Wie sich Thüringer Unternehmen betroffen sehen und vorbereiten

Mit dem Gesetz über die unternehmerischen Sorgfaltspflichten zur Vermeidung von Menschenrechtsverletzungen in Lieferketten vom 22. Juni 2021 wird die Wertschöpfungskette faktisch über den eigenen Geschäftsbereich hinaus um die Zulieferer verlängert, um ein nachhaltiges Lieferkettenmanagement zu erreichen.

Lieferkettensorgfaltspflichtengesetz | Foto: IWT

Unternehmen sollen künftig mehr als bisher zur Verbesserung der internationalen Menschenrechtslage beitragen. Ein Gastbeitrag von Dr. Enrico Schöbel, Projektleiter, IWT – Institut der Wirtschaft Thüringens GmbH (IWT).

Das Lieferkettensorgfaltspflichtengesetz (LkSG) richtet sich ab 1. Januar 2023 an Unternehmen mit mehr als 3.000 Beschäftigten und ab 1. Januar 2024 mit mehr als 1.000. Über die Lieferkette oder im Verbund oder durch den Finanzier können auch KMU gefordert sein, Sorgfaltsprozesse einzurichten.

Wie die Ergebnisse einer Pilotstudie der IWT – Institut der Wirtschaft Thüringens GmbH zeigen, haben große und mittlere Unternehmen bereits ein Lieferkettenmanagement, vor allem mit Blick auf Reputation, Kosten und Ressourcen. Die IWT-Studie ist ein Projekt des Nachhaltigkeitsabkommens Thüringen (NA -Thüringen) und durch das Thüringer Ministerium für Umwelt, Energie und Naturschutz gefördert.
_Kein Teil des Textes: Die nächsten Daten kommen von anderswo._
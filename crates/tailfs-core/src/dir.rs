//! Directory entry bookkeeping.
//!
//! Each directory inode owns an ordered list of (name, child id) pairs.
//! Listing order is insertion order; lookup is a linear scan, acceptable
//! because the child count is bounded by configuration.

use crate::error::{FsError, FsResult};
use crate::types::InodeId;

/// One (name, child id) pair in a directory.
#[derive(Debug, Clone, PartialEq, Eq)]
pub struct ChildEntry {
    pub name: String,
    pub id: InodeId,
}

/// Ordered child list of one directory inode.
#[derive(Debug, Clone, Default)]
pub struct Children {
    entries: Vec<ChildEntry>,
}

impl Children {
    pub fn new() -> Self {
        Self::default()
    }

    /// Child id for `name`, if present.
    pub fn find(&self, name: &str) -> Option<InodeId> {
        self.entries.iter().find(|e| e.name == name).map(|e| e.id)
    }

    pub fn contains(&self, name: &str) -> bool {
        self.find(name).is_some()
    }

    /// Append an entry. Names are unique within one directory.
    pub fn add(&mut self, name: &str, id: InodeId, max_children: usize) -> FsResult<()> {
        if self.entries.len() >= max_children {
            return Err(FsError::resource_exhausted(format!(
                "directory full ({max_children} entries)"
            )));
        }
        if self.contains(name) {
            return Err(FsError::already_exists(name));
        }
        self.entries.push(ChildEntry {
            name: name.to_owned(),
            id,
        });
        Ok(())
    }

    /// Remove the entry matching both `name` and `id`, keeping the order of
    /// the rest. Returns the removed index so a failed move can put the
    /// entry back where it was.
    ///
    /// A name match with a different id is not a match: a racing delete must
    /// not take out a newer object that reused the name.
    pub fn remove(&mut self, name: &str, id: InodeId) -> FsResult<usize> {
        let idx = self
            .entries
            .iter()
            .position(|e| e.name == name && e.id == id)
            .ok_or_else(|| FsError::not_found(name))?;
        self.entries.remove(idx);
        Ok(idx)
    }

    /// Reinsert an entry at a known position.
    pub fn insert(&mut self, index: usize, name: &str, id: InodeId) {
        let index = index.min(self.entries.len());
        self.entries.insert(
            index,
            ChildEntry {
                name: name.to_owned(),
                id,
            },
        );
    }

    pub fn iter(&self) -> impl Iterator<Item = &ChildEntry> {
        self.entries.iter()
    }

    pub fn len(&self) -> usize {
        self.entries.len()
    }

    pub fn is_empty(&self) -> bool {
        self.entries.is_empty()
    }
}

#[cfg(test)]
mod tests {
    use super::*;

    fn names(c: &Children) -> Vec<&str> {
        c.iter().map(|e| e.name.as_str()).collect()
    }

    #[test]
    fn test_add_preserves_insertion_order() {
        let mut c = Children::new();
        c.add("zeta", InodeId::new(2), 16).unwrap();
        c.add("alpha", InodeId::new(3), 16).unwrap();
        c.add("mid", InodeId::new(4), 16).unwrap();
        assert_eq!(names(&c), vec!["zeta", "alpha", "mid"]);
    }

    #[test]
    fn test_add_rejects_duplicate_name() {
        let mut c = Children::new();
        c.add("a", InodeId::new(2), 16).unwrap();
        assert!(matches!(
            c.add("a", InodeId::new(3), 16),
            Err(FsError::AlreadyExists(_))
        ));
        assert_eq!(c.len(), 1);
    }

    #[test]
    fn test_add_rejects_at_capacity() {
        let mut c = Children::new();
        c.add("a", InodeId::new(2), 2).unwrap();
        c.add("b", InodeId::new(3), 2).unwrap();
        assert!(matches!(
            c.add("c", InodeId::new(4), 2),
            Err(FsError::ResourceExhausted(_))
        ));
    }

    #[test]
    fn test_remove_requires_name_and_id_match() {
        let mut c = Children::new();
        c.add("a", InodeId::new(2), 16).unwrap();

        // Right name, wrong id: the entry stays.
        assert!(matches!(
            c.remove("a", InodeId::new(9)),
            Err(FsError::NotFound(_))
        ));
        assert_eq!(c.len(), 1);

        assert_eq!(c.remove("a", InodeId::new(2)).unwrap(), 0);
        assert!(c.is_empty());
    }

    #[test]
    fn test_remove_keeps_relative_order() {
        let mut c = Children::new();
        c.add("a", InodeId::new(2), 16).unwrap();
        c.add("b", InodeId::new(3), 16).unwrap();
        c.add("c", InodeId::new(4), 16).unwrap();

        let idx = c.remove("b", InodeId::new(3)).unwrap();
        assert_eq!(idx, 1);
        assert_eq!(names(&c), vec!["a", "c"]);
    }

    #[test]
    fn test_insert_restores_position() {
        let mut c = Children::new();
        c.add("a", InodeId::new(2), 16).unwrap();
        c.add("b", InodeId::new(3), 16).unwrap();
        c.add("c", InodeId::new(4), 16).unwrap();

        let idx = c.remove("b", InodeId::new(3)).unwrap();
        c.insert(idx, "b", InodeId::new(3));
        assert_eq!(names(&c), vec!["a", "b", "c"]);
    }
}
//! Generated gRPC bindings for the tailfs remote interface.
//!
//! The schema lives in `proto/tailfs.proto` and is compiled at build time
//! with protox, so no system protoc is required.

use std::time::{Duration, SystemTime, UNIX_EPOCH};

pub mod pb {
    tonic::include_proto!("tailfs");
}

/// A `SystemTime` as unix seconds, the wire representation of mtime.
///
/// Times before the epoch clamp to zero; this filesystem never produces
/// them on its own.
pub fn unix_seconds(t: SystemTime) -> i64 {
    t.duration_since(UNIX_EPOCH)
        .map(|d| d.as_secs() as i64)
        .unwrap_or(0)
}

/// Unix seconds back to a `SystemTime`.
pub fn from_unix_seconds(secs: i64) -> SystemTime {
    if secs <= 0 {
        UNIX_EPOCH
    } else {
        UNIX_EPOCH + Duration::from_secs(secs as u64)
    }
}
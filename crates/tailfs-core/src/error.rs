//! Filesystem error types.

use std::io;
use thiserror::Error;

/// Filesystem error type.
///
/// Every operation failure is one of these variants; adapters translate them
/// with [`FsError::errno`] (kernel mount) or status/message fields (remote).
#[derive(Debug, Error)]
pub enum FsError {
    /// File or directory not found.
    #[error("not found: {0}")]
    NotFound(String),

    /// Path already exists.
    #[error("already exists: {0}")]
    AlreadyExists(String),

    /// Expected a directory.
    #[error("not a directory: {0}")]
    NotADirectory(String),

    /// Expected a file.
    #[error("is a directory: {0}")]
    IsADirectory(String),

    /// Directory not empty.
    #[error("directory not empty: {0}")]
    NotEmpty(String),

    /// Write rejected: non-append open, or offset before end of file.
    #[error("permission denied: {0}")]
    PermissionDenied(String),

    /// Inode table or directory child list is at capacity.
    #[error("resource exhausted: {0}")]
    ResourceExhausted(String),

    /// The root directory cannot be removed or moved.
    #[error("busy: {0}")]
    Busy(String),

    /// Name exceeds the configured limit.
    #[error("name too long: {0}")]
    NameTooLong(String),

    /// Invalid path.
    #[error("invalid path: {0}")]
    InvalidPath(String),

    /// Backing store operation failed or came up short.
    #[error("I/O error: {0}")]
    Io(#[from] io::Error),

    /// Append stopped before the full payload reached the backing unit.
    #[error("short write: {committed} payload bytes committed: {source}")]
    ShortWrite {
        /// Payload bytes committed before the fault, zero-fill excluded.
        committed: u64,
        source: io::Error,
    },
}

impl FsError {
    /// Create a NotFound error.
    pub fn not_found(path: impl Into<String>) -> Self {
        Self::NotFound(path.into())
    }

    /// Create an AlreadyExists error.
    pub fn already_exists(path: impl Into<String>) -> Self {
        Self::AlreadyExists(path.into())
    }

    /// Create a NotADirectory error.
    pub fn not_a_directory(path: impl Into<String>) -> Self {
        Self::NotADirectory(path.into())
    }

    /// Create an IsADirectory error.
    pub fn is_a_directory(path: impl Into<String>) -> Self {
        Self::IsADirectory(path.into())
    }

    /// Create a NotEmpty error.
    pub fn not_empty(path: impl Into<String>) -> Self {
        Self::NotEmpty(path.into())
    }

    /// Create a PermissionDenied error.
    pub fn permission_denied(msg: impl Into<String>) -> Self {
        Self::PermissionDenied(msg.into())
    }

    /// Create a ResourceExhausted error.
    pub fn resource_exhausted(msg: impl Into<String>) -> Self {
        Self::ResourceExhausted(msg.into())
    }

    /// Create a Busy error.
    pub fn busy(path: impl Into<String>) -> Self {
        Self::Busy(path.into())
    }

    /// Create a NameTooLong error.
    pub fn name_too_long(name: impl Into<String>) -> Self {
        Self::NameTooLong(name.into())
    }

    /// Create an InvalidPath error.
    pub fn invalid_path(path: impl Into<String>) -> Self {
        Self::InvalidPath(path.into())
    }

    /// The errno both adapters report for this error.
    ///
    /// The kernel mount replies with it directly; the remote service negates
    /// it into the response status field. One table so the two cannot drift.
    pub fn errno(&self) -> i32 {
        match self {
            Self::NotFound(_) => libc::ENOENT,
            Self::AlreadyExists(_) => libc::EEXIST,
            Self::NotADirectory(_) => libc::ENOTDIR,
            Self::IsADirectory(_) => libc::EISDIR,
            Self::NotEmpty(_) => libc::ENOTEMPTY,
            Self::PermissionDenied(_) => libc::EPERM,
            Self::ResourceExhausted(_) => libc::ENOSPC,
            Self::Busy(_) => libc::EBUSY,
            Self::NameTooLong(_) => libc::ENAMETOOLONG,
            Self::InvalidPath(_) => libc::EINVAL,
            Self::Io(_) | Self::ShortWrite { .. } => libc::EIO,
        }
    }
}

/// Convert FsError to std::io::Error for callers that speak io.
impl From<FsError> for io::Error {
    fn from(e: FsError) -> Self {
        match e {
            FsError::NotFound(msg) => io::Error::new(io::ErrorKind::NotFound, msg),
            FsError::AlreadyExists(msg) => io::Error::new(io::ErrorKind::AlreadyExists, msg),
            FsError::NotADirectory(msg) => io::Error::new(io::ErrorKind::NotADirectory, msg),
            FsError::IsADirectory(msg) => io::Error::new(io::ErrorKind::IsADirectory, msg),
            FsError::NotEmpty(msg) => io::Error::new(io::ErrorKind::DirectoryNotEmpty, msg),
            FsError::PermissionDenied(msg) => {
                io::Error::new(io::ErrorKind::PermissionDenied, msg)
            }
            FsError::ResourceExhausted(msg) => {
                io::Error::new(io::ErrorKind::StorageFull, msg)
            }
            FsError::Busy(msg) => io::Error::new(io::ErrorKind::ResourceBusy, msg),
            FsError::NameTooLong(msg) => io::Error::new(io::ErrorKind::InvalidFilename, msg),
            FsError::InvalidPath(msg) => io::Error::new(io::ErrorKind::InvalidInput, msg),
            FsError::Io(e) => e,
            FsError::ShortWrite { source, .. } => source,
        }
    }
}

/// Filesystem result type.
pub type FsResult<T> = Result<T, FsError>;

#[cfg(test)]
mod tests {
    use super::*;

    #[test]
    fn errno_is_stable_per_variant() {
        assert_eq!(FsError::not_found("/x").errno(), libc::ENOENT);
        assert_eq!(FsError::already_exists("/x").errno(), libc::EEXIST);
        assert_eq!(FsError::not_a_directory("/x").errno(), libc::ENOTDIR);
        assert_eq!(FsError::is_a_directory("/x").errno(), libc::EISDIR);
        assert_eq!(FsError::not_empty("/x").errno(), libc::ENOTEMPTY);
        assert_eq!(FsError::permission_denied("w").errno(), libc::EPERM);
        assert_eq!(FsError::resource_exhausted("full").errno(), libc::ENOSPC);
        assert_eq!(FsError::busy("/").errno(), libc::EBUSY);
        assert_eq!(FsError::name_too_long("n").errno(), libc::ENAMETOOLONG);
        assert_eq!(FsError::invalid_path("").errno(), libc::EINVAL);
        let io_err = FsError::Io(io::Error::other("disk"));
        assert_eq!(io_err.errno(), libc::EIO);
        let short = FsError::ShortWrite {
            committed: 3,
            source: io::Error::other("disk"),
        };
        assert_eq!(short.errno(), libc::EIO);
    }

    #[test]
    fn io_error_kind_round_trip() {
        let e: io::Error = FsError::not_found("/gone").into();
        assert_eq!(e.kind(), io::ErrorKind::NotFound);

        let e: io::Error = FsError::not_empty("/d").into();
        assert_eq!(e.kind(), io::ErrorKind::DirectoryNotEmpty);
    }
}
//! Per-open handle table.
//!
//! The kernel addresses an open file by the fh we hand back from open and
//! create. Each entry remembers the resolved inode and the access the open
//! was granted, so read and write can check capability without re-parsing
//! flags.

use std::sync::atomic::{AtomicU64, Ordering};

use dashmap::DashMap;
use tailfs_core::{AccessMode, InodeId};

/// What one open handle is allowed to do.
#[derive(Debug, Clone, Copy)]
pub struct OpenHandle {
    pub ino: InodeId,
    pub access: AccessMode,
}

/// Concurrent fh -> handle map.
#[derive(Debug, Default)]
pub struct HandleTable {
    handles: DashMap<u64, OpenHandle>,
    next_fh: AtomicU64,
}

impl HandleTable {
    pub fn new() -> Self {
        Self {
            handles: DashMap::new(),
            next_fh: AtomicU64::new(1),
        }
    }

    /// Register an open and return its fh.
    pub fn insert(&self, ino: InodeId, access: AccessMode) -> u64 {
        let fh = self.next_fh.fetch_add(1, Ordering::Relaxed);
        self.handles.insert(fh, OpenHandle { ino, access });
        fh
    }

    pub fn get(&self, fh: u64) -> Option<OpenHandle> {
        self.handles.get(&fh).map(|h| *h)
    }

    pub fn remove(&self, fh: u64) {
        self.handles.remove(&fh);
    }

    pub fn len(&self) -> usize {
        self.handles.len()
    }

    pub fn is_empty(&self) -> bool {
        self.handles.is_empty()
    }
}
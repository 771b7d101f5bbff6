//! The filesystem facade.
//!
//! `Fs` owns the inode table behind one `RwLock` and exposes the fixed
//! operation set both adapters consume: path-addressed operations for the
//! remote service and id-addressed companions for the kernel mount, which
//! speaks inode numbers after the initial lookup. Both go through the same
//! internals, so semantics cannot drift between front ends.
//!
//! Locking: any operation that allocates or destroys an inode, mutates a
//! directory's child list, or appends to a file holds the write lock for its
//! whole duration. A `write` call's offset check, gap zero-fill, payload
//! append, and size update happen under one lock acquisition and are observed
//! as a single atomic unit. `open` and `read` also take the write lock: they
//! refresh atime, and `read` must clip against a size that matches committed
//! bytes. Pure metadata reads (resolve, getattr, readdir, lookup) take the
//! read lock.

use std::time::SystemTime;

use parking_lot::RwLock;
use tracing::{debug, warn};

use crate::config::FsConfig;
use crate::error::{FsError, FsResult};
use crate::inode::InodeTable;
use crate::paths;
use crate::store::BackingStore;
use crate::types::{AccessMode, DirEntry, FileAttr, FileKind, InodeId, Owner, TimeSpec};

/// One append-only filesystem instance.
///
/// Construct once, share via `Arc`, and call from as many threads as needed.
/// Independent instances (separate backing roots) do not interact, which is
/// what isolated tests rely on.
pub struct Fs {
    config: FsConfig,
    store: BackingStore,
    owner: Owner,
    table: RwLock<InodeTable>,
}
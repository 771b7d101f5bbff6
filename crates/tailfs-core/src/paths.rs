//! Path handling: validation, segmentation, parent/leaf splitting.
//!
//! Paths are absolute, slash-delimited, and bounded by the configured
//! limits. Violations are reported, never truncated away.

use crate::config::FsConfig;
use crate::error::{FsError, FsResult};

/// Check that a path is absolute, NUL-free, and within the length limit.
pub fn validate_path(path: &str, config: &FsConfig) -> FsResult<()> {
    if path.is_empty() || !path.starts_with('/') || path.contains('\0') {
        return Err(FsError::invalid_path(path));
    }
    if path.len() > config.max_path {
        return Err(FsError::invalid_path(format!(
            "{path}: longer than {} bytes",
            config.max_path
        )));
    }
    Ok(())
}

/// Check that a name is usable as a directory entry.
pub fn validate_name(name: &str, config: &FsConfig) -> FsResult<()> {
    if name.is_empty() || name == "." || name == ".." {
        return Err(FsError::invalid_path(name));
    }
    if name.contains('/') || name.contains('\0') {
        return Err(FsError::invalid_path(name));
    }
    if name.len() > config.max_name {
        return Err(FsError::name_too_long(name));
    }
    Ok(())
}

/// Non-empty path segments in order. Duplicate separators collapse.
pub fn segments(path: &str) -> impl Iterator<Item = &str> {
    path.split('/').filter(|s| !s.is_empty())
}

/// Split an absolute path into (parent path, leaf name).
///
/// Trailing separators are ignored. The root splits into ("/", "");
/// callers that need a leaf reject the empty name via [`validate_name`].
pub fn split_parent(path: &str) -> (&str, &str) {
    let trimmed = path.trim_end_matches('/');
    if trimmed.is_empty() {
        return ("/", "");
    }
    match trimmed.rfind('/') {
        Some(0) => ("/", &trimmed[1..]),
        Some(idx) => (&trimmed[..idx], &trimmed[idx + 1..]),
        None => ("/", trimmed),
    }
}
Das LkSG verpflichtet Unternehmen sich zu bemühen, das Risiko einer Verletzung von Menschenrechten, Arbeits-, Sozial- und Umweltstandards über die gesamte (globale) Lieferkette zu minimieren. Die Gewährleistung der Menschenrechte liegt weiter beim Staat. Der einzurichtende Sorgfaltsprozess soll fünf Elemente beinhalten:

  1. Grundsatzerklärung
  2. Risikoanalyse
  3. Präventions- und Abhilfemaßnahmen
  4. Dokumentation unnd Berichterstattung
  5. Beschwerdeverfahren

Wie das umzusetzen ist, wurde im IWT Workshop am 15. September 2021 in Erfurt mit zehn Thüringer Unternehmen präsentiert, hinterfragt und diskutiert. Einige Rechtsbegriffe bleiben unklar. Im Sommer 2021 fanden Leitfaden-Interviews mit 16 Thüringer Unternehmen verschiedener Branchen, Größen, Formen und Regionen sowie 55 weitere Gespräche statt.

Befürchtet werden größere Abhängigkeiten und ein wachsender bürokratischer Aufwand. Große Unternehmen bangen um kleine Spezialzulieferer, diese um ihre Großkunden. Viele wünschen sich Prozessbegleitung, Erfahrungsberichte, Orientierungshilfen und Weiterbildungen, aber auch mehr Nachdruck auf politischer Ebene gegenüber einigen Ursprungsländern.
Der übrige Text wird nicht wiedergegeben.